Spatial modulation (SM) is a promising technique that reduces inter-channel interference while providing high power efficiency and detection simplicity. In order to ensure the secrecy of SM, precoding and friendly jamming are widely adopted in the literature. However, neither of those methods can take advantage of SM. In this paper, a novel spatial constellation design (SCD) technique is proposed to enhance the physical layer security (PLS) of optical generalized space shift keying (GSSK), which can retain some benefits of SM. Due to the lack of small-scale fading, the quasi-static characteristics of the optical channel is used to tailor the received signal at the legitimate user's (Bob's) side.

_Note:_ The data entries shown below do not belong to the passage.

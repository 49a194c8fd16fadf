use mmind_broker::{
    config::{BridgeConfig, NodeConfig},
    loopback::{RecordingPublisher, ScriptedTransport},
    BridgeAdapter, BridgeRecord, Connectivity, DhtReading, InboundMessage, LedControl,
    MemoryStore, MeshEvent, MeshNode, NodeNotice, NodeParts, ProvEvent, TypedPayload, VendorOp,
};

const SERVER: u16 = 0x0005;

struct Gateway {
    node: MeshNode,
    transport: ScriptedTransport,
    bridge: BridgeAdapter,
    publisher: RecordingPublisher,
}

impl Gateway {
    fn new() -> Self {
        let _ = env_logger::builder().is_test(true).try_init();
        let transport = ScriptedTransport::default();
        let mut node = MeshNode::new(
            NodeConfig::provisioner(),
            NodeParts::new(Box::new(transport.clone()), Box::new(MemoryStore::default())),
        )
        .unwrap();
        node.start().unwrap();
        let publisher = RecordingPublisher::default();
        let bridge = BridgeAdapter::new(BridgeConfig::default(), Box::new(publisher.clone()));
        Self {
            node,
            transport,
            bridge,
            publisher,
        }
    }

    /// Feed a mesh event and hand whatever it yields to the bridge
    fn event(&mut self, ev: MeshEvent) {
        for notice in self.node.handle_event(ev).unwrap() {
            match notice {
                NodeNotice::Reading { src, reading } => {
                    self.bridge.on_reading(src, &reading).unwrap();
                }
                NodeNotice::TargetKnown(target) => self.bridge.set_target(Some(target)),
                NodeNotice::Teardown => self.bridge.set_target(None),
                _ => {}
            }
        }
    }

    fn dht(&mut self, temperature: f32, humidity: f32) {
        let opcode = VendorOp::DhtData.opcode(self.node.config().company_id);
        self.event(MeshEvent::Message(InboundMessage {
            src: SERVER,
            dst: 0x0001,
            opcode,
            payload: DhtReading {
                temperature,
                humidity,
                timestamp: 0,
            }
            .encode(),
        }));
    }

    fn records(&self) -> Vec<BridgeRecord> {
        self.publisher
            .published()
            .iter()
            .map(|(_, p)| serde_json::from_slice(p).unwrap())
            .collect()
    }
}

#[test]
fn catch_up_after_connect() {
    let mut gw = Gateway::new();
    gw.dht(21.5, 55.0);
    gw.bridge.on_connecting();
    assert!(gw.publisher.published().is_empty());

    gw.bridge.on_connected().unwrap();
    let records = gw.records();
    assert_eq!(records.len(), 1);
    assert_eq!(records[0].temperature, Some(21.5));
    assert_eq!(records[0].humidity, Some(55.0));
    assert_eq!(records[0].source, Some(SERVER));

    gw.dht(22.0, 50.0);
    assert_eq!(gw.records().len(), 2);
}

#[test]
fn malformed_reading_never_reaches_bridge() {
    let mut gw = Gateway::new();
    gw.bridge.on_connected().unwrap();
    let opcode = VendorOp::DhtData.opcode(gw.node.config().company_id);
    gw.event(MeshEvent::Message(InboundMessage {
        src: SERVER,
        dst: 0x0001,
        opcode,
        payload: vec![0x01, 0x00, 0x00],
    }));
    assert!(gw.publisher.published().is_empty());
    assert!(gw.bridge.session().latest.is_empty());
}

#[test]
fn disconnect_suppresses_publish() {
    let mut gw = Gateway::new();
    gw.bridge.on_connected().unwrap();
    gw.dht(20.0, 40.0);
    gw.bridge.on_disconnected();
    assert_eq!(gw.bridge.connectivity(), Connectivity::Disconnected);
    assert!(gw.bridge.session().subscriptions.is_empty());

    gw.dht(25.0, 45.0);
    assert_eq!(gw.records().len(), 1);

    gw.bridge.on_connected().unwrap();
    let records = gw.records();
    assert_eq!(records.len(), 2);
    assert_eq!(records[1].temperature, Some(25.0));
}

#[test]
fn control_message_becomes_led_command() {
    let mut gw = Gateway::new();
    let topic = gw.bridge.config().control_topic.clone();
    assert_eq!(gw.bridge.on_control(&topic, b"1"), None);

    gw.event(MeshEvent::Provisioning(ProvEvent::PeerProvisioned {
        uuid: NodeConfig::dht_server().uuid,
        unicast: SERVER,
        element_count: 1,
        net_idx: 0,
    }));
    let (target, on) = gw.bridge.on_control(&topic, b"1").unwrap();
    assert_eq!(target, SERVER);
    gw.node.send_led(target, on).unwrap();

    let led = gw.transport.sent().into_iter().last().unwrap();
    assert_eq!(led.ctx.dst, SERVER);
    assert_eq!(led.opcode, VendorOp::LedCtrl.opcode(gw.node.config().company_id));
    assert!(LedControl::decode(&led.payload).unwrap().on);
    // only the Composition Data Get started by provisioning is tracked
    assert_eq!(gw.node.tracker().pending_count(), 1);
}
//! The `mmind-broker` crate defines the application layer that runs on
//! every mesh-minder node: the logic that takes a node from unprovisioned
//! to actively exchanging typed sensor and control messages, and the glue
//! that carries mesh readings out to a pub/sub channel (and control
//! commands back in).
//!
//! The mesh stack itself (bearers, network layer, encryption) and the
//! MQTT client are external collaborators reached through the
//! [`MeshTransport`] and [`PubSubTransport`] traits. Everything in
//! between is composed as follows:
//!
//! 1. [`Provisioning`] owns the node identity and the
//!    `Unprovisioned -> Provisioning -> Provisioned` lifecycle. Nothing
//!    else sends until it reports the node ready.
//! 2. [`DispatchTable`] routes every inbound frame by exact opcode to
//!    either the client side (responses) or the server side (requests).
//! 3. [`Tracker`] issues acknowledged requests, matches responses to
//!    pending transactions and retries on timeout per an explicit
//!    [`RetryPolicy`]. It also drives the per-peer configuration sequence
//!    (Composition Data Get, AppKey Add, Model App Bind).
//! 4. [`ServerEngine`] answers requests from its cached readings and
//!    publishes periodic samples.
//! 5. [`BridgeAdapter`] owns the bridge session: it caches the latest
//!    reading, publishes it while connected, and turns control messages
//!    into mesh LED commands.
//!
//! [`MeshNode`] composes 1-4 behind one event entry point. The actix
//! [`NodeActor`] and [`BridgeActor`] host a node and a bridge on separate
//! mailboxes, handing readings and control commands across as messages.
//!
//! # Examples
//! ```no_run
//! use mmind_broker::{
//!     config::{BridgeConfig, NodeConfig},
//!     loopback::{LogPublisher, LoopbackMesh},
//!     BridgeAdapter, MemoryStore, MeshNode, NodeParts,
//! };
//!
//! #[actix::main]
//! async fn main() -> Result<(), Box<dyn std::error::Error>> {
//!     let mesh = LoopbackMesh::new();
//!     let cfg = NodeConfig::provisioner();
//!     let (transport, events) = mesh.attach(cfg.uuid, NodeParts::composition_for(&cfg));
//!
//!     let node = MeshNode::new(cfg, NodeParts::new(Box::new(transport), Box::new(MemoryStore::default())))?;
//!     let bridge = BridgeAdapter::new(BridgeConfig::default(), Box::new(LogPublisher));
//!
//!     let (_node, _bridge) = mmind_broker::gateway(node, events, bridge).map_err(|e| {
//!         log::error!("Error starting gateway {e:}");
//!         e
//!     })?;
//!     Ok(())
//! }
//! ```

pub mod config;
pub mod loopback;

mod actor;
mod bridge;
mod composition;
mod config_msg;
mod dispatch;
mod node;
mod opcode;
mod payload;
mod provisioning;
mod reading;
mod sensor_data;
mod server;
mod store;
mod tracker;
mod transport;

pub use actor::{
    gateway, spawn_node, BridgeActor, ControlLed, GetBridgeSession, GetNodeStatus, NodeActor,
    NodeStatus, Notify, PubSubEvent, ResetNode, SendProbe, SensorGet, Subscribe, TIMEOUT_POLL_MS,
};
pub use bridge::{
    parse_control, BridgeAdapter, BridgeError, BridgeRecord, BridgeSession, Connectivity,
    PubSubTransport,
};
pub use composition::{CompositionData, Element};
pub use config::{Qos, RetryPolicy, Role, UuidMatch};
pub use dispatch::{DispatchError, DispatchTable, Dispatched, HandlerKind, Route};
pub use node::{MeshEvent, MeshNode, NodeError, NodeNotice, NodeParts};
pub use opcode::{sig, Opcode, OpcodeError, VendorOp};
pub use payload::{
    DhtReading, LdrReading, LedControl, LightStatus, PayloadError, TypedPayload, VendorTid,
};
pub use provisioning::{
    Bearer, NodeIdentity, ProvAction, ProvEvent, ProvisionedPeer, Provisioning, ProvisioningError,
    ProvisioningState,
};
pub use reading::{Reading, Snapshot};
pub use sensor_data::{
    PropertyId, SensorDataError, SensorDescriptor, SensorEntry, SensorValue,
    PRESENT_AMBIENT_LIGHT_LEVEL, PRESENT_AMBIENT_RELATIVE_HUMIDITY, PRESENT_AMBIENT_TEMPERATURE,
    PRESENT_INDOOR_AMBIENT_TEMPERATURE, PRESENT_OUTDOOR_AMBIENT_TEMPERATURE,
};
pub use server::{ServerEngine, ServerError};
pub use store::{JsonFileStore, MemoryStore, PersistedState, StateStore, StoreError};
pub use tracker::{
    ConfigFailure, ConfigStep, PendingTransaction, Tracker, TrackerError, TrackerEvent,
    TrackerOutput, MAX_QUEUED,
};
pub use transport::{
    AccessKey, InboundMessage, MeshTransport, MessageCtx, OutboundMessage, TransportError,
};

/// Element unicast address. `0x0000` is the unassigned sentinel
pub type UnicastAddr = u16;

/// Bluetooth SIG assigned company identifier
pub type CompanyId = u16;

pub type ModelId = u16;

/// 12 bit NetKey / AppKey index
pub type KeyIndex = u16;

/// Transaction id of the vendor probe
pub type Tid = u16;

pub type AppKey = [u8; 16];

/// 128 bit device UUID, fixed at flash time
pub type DeviceUuid = [u8; 16];

pub const ADDR_UNASSIGNED: UnicastAddr = 0x0000;

/// All-nodes group address
pub const ADDR_ALL_NODES: UnicastAddr = 0xFFFF;

/// Identifies a model by company (SIG models carry none) and model id
#[derive(Debug, Clone, Copy, PartialEq, Eq, Hash, PartialOrd, Ord)]
pub struct ModelKey {
    pub company: Option<CompanyId>,
    pub id: ModelId,
}

impl ModelKey {
    pub const CONFIG_SERVER: ModelKey = ModelKey::sig(0x0000);
    pub const CONFIG_CLIENT: ModelKey = ModelKey::sig(0x0001);
    pub const SENSOR_SERVER: ModelKey = ModelKey::sig(0x1100);
    pub const SENSOR_SETUP_SERVER: ModelKey = ModelKey::sig(0x1101);
    pub const SENSOR_CLIENT: ModelKey = ModelKey::sig(0x1102);

    pub const VND_CLIENT_ID: ModelId = 0x0000;
    pub const VND_SERVER_ID: ModelId = 0x0001;

    pub const fn sig(id: ModelId) -> Self {
        Self { company: None, id }
    }

    pub const fn vendor(company: CompanyId, id: ModelId) -> Self {
        Self {
            company: Some(company),
            id,
        }
    }

    pub fn is_vendor(&self) -> bool {
        self.company.is_some()
    }
}

/// A model instance at a specific element: the addressing unit for
/// configuration and for server side bind checks
#[derive(Debug, Clone, Copy, PartialEq, Eq, Hash)]
pub struct ModelBinding {
    pub model: ModelKey,
    pub element: UnicastAddr,
}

The PLS of the system is guaranteed by the appropriate selection of the power allocation coefficients for randomly activated light emitting diodes (LEDs). With the aid of Bob's channel state information at the transmitter, the bit error ratio (BER) of Bob is minimized while the BER performance of the potential eavesdroppers (Eves) is significantly degraded. Monte-Carlo simulation results show that the proposed SCD-zero forcing precoding (ZFP) forces Eve to experience a BER of around 0.5 by outperforming both the conventional and ZFP based GSSK for all practical signal-to-noise-ratio regimes and Bob-Eve separations.